Gather every line from the entries below that includes "events".

Source data:
*** Block opens ***
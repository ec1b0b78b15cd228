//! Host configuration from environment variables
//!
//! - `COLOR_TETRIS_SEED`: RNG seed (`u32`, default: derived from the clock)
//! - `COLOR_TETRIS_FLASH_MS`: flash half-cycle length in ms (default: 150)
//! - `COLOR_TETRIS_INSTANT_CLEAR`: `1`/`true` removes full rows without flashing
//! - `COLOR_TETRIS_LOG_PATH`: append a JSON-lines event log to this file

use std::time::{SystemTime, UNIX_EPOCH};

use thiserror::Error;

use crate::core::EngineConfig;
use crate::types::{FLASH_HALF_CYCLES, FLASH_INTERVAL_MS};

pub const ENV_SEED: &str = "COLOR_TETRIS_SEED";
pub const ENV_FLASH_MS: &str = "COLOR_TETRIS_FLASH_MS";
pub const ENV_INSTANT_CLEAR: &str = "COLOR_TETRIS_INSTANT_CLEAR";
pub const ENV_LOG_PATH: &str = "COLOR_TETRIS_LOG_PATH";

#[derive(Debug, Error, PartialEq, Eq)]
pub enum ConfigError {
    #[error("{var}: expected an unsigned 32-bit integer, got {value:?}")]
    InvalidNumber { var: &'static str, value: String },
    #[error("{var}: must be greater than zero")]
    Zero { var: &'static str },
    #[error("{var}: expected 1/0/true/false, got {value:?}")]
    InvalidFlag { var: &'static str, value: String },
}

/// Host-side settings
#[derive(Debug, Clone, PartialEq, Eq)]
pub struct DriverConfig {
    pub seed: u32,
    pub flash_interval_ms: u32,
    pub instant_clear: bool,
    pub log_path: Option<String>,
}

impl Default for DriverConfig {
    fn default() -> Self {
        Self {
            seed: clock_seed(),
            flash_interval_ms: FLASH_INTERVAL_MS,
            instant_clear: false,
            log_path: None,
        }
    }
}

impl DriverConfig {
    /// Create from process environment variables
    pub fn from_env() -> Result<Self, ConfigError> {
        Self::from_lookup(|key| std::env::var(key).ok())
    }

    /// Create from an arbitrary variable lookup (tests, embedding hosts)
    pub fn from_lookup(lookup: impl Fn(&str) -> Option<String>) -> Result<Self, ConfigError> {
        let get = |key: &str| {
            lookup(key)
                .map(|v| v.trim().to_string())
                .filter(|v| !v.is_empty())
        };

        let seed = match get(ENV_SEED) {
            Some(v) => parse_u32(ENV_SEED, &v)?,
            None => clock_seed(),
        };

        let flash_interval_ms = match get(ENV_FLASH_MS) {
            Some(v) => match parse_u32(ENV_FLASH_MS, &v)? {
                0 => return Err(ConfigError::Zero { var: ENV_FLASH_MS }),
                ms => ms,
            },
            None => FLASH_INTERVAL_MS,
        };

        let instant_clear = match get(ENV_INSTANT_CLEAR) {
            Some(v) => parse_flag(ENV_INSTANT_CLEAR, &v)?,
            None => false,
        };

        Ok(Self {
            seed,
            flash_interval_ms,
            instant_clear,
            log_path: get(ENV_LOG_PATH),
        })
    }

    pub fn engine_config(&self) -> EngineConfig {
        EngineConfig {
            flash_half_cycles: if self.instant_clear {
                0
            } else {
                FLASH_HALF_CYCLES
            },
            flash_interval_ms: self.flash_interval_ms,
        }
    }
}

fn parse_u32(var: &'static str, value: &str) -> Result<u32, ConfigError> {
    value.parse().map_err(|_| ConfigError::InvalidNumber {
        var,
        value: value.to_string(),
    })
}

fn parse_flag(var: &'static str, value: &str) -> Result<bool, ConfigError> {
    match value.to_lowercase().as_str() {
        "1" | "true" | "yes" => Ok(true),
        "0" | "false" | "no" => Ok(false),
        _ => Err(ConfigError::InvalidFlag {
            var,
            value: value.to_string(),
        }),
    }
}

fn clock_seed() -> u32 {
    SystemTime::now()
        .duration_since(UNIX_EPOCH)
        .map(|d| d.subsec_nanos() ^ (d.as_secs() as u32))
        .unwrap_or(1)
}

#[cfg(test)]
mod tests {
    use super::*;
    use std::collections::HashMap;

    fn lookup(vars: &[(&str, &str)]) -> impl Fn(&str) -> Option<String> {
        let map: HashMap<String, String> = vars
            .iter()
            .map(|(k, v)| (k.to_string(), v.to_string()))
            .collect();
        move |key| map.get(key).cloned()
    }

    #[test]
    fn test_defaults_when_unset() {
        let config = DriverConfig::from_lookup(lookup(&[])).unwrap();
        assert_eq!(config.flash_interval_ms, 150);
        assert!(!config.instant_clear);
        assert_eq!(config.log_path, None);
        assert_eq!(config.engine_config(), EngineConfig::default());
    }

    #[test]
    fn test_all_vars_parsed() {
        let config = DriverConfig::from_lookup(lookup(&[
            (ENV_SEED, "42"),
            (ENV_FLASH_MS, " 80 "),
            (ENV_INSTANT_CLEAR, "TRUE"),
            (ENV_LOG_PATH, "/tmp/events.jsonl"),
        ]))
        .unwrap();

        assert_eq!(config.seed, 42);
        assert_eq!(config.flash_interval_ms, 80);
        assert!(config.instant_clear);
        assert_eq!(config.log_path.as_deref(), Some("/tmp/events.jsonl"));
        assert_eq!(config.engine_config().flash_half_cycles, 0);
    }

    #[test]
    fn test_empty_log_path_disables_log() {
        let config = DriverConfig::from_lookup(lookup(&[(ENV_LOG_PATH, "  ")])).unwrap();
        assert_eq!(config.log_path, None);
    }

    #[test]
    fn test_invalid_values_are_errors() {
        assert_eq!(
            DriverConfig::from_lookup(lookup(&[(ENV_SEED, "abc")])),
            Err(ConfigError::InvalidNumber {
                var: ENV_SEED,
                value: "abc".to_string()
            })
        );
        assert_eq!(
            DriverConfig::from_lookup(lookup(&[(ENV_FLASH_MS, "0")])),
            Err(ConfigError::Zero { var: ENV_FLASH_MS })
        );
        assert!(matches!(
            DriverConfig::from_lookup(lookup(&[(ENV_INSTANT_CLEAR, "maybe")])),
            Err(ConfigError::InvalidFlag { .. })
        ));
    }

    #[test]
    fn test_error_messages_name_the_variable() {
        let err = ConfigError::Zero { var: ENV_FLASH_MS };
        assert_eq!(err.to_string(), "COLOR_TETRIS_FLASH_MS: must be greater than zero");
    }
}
*** Block closes ***
Response to the task:
            (ENV_LOG_PATH, "/tmp/events.jsonl"),
        assert_eq!(config.log_path.as_deref(), Some("/tmp/events.jsonl"));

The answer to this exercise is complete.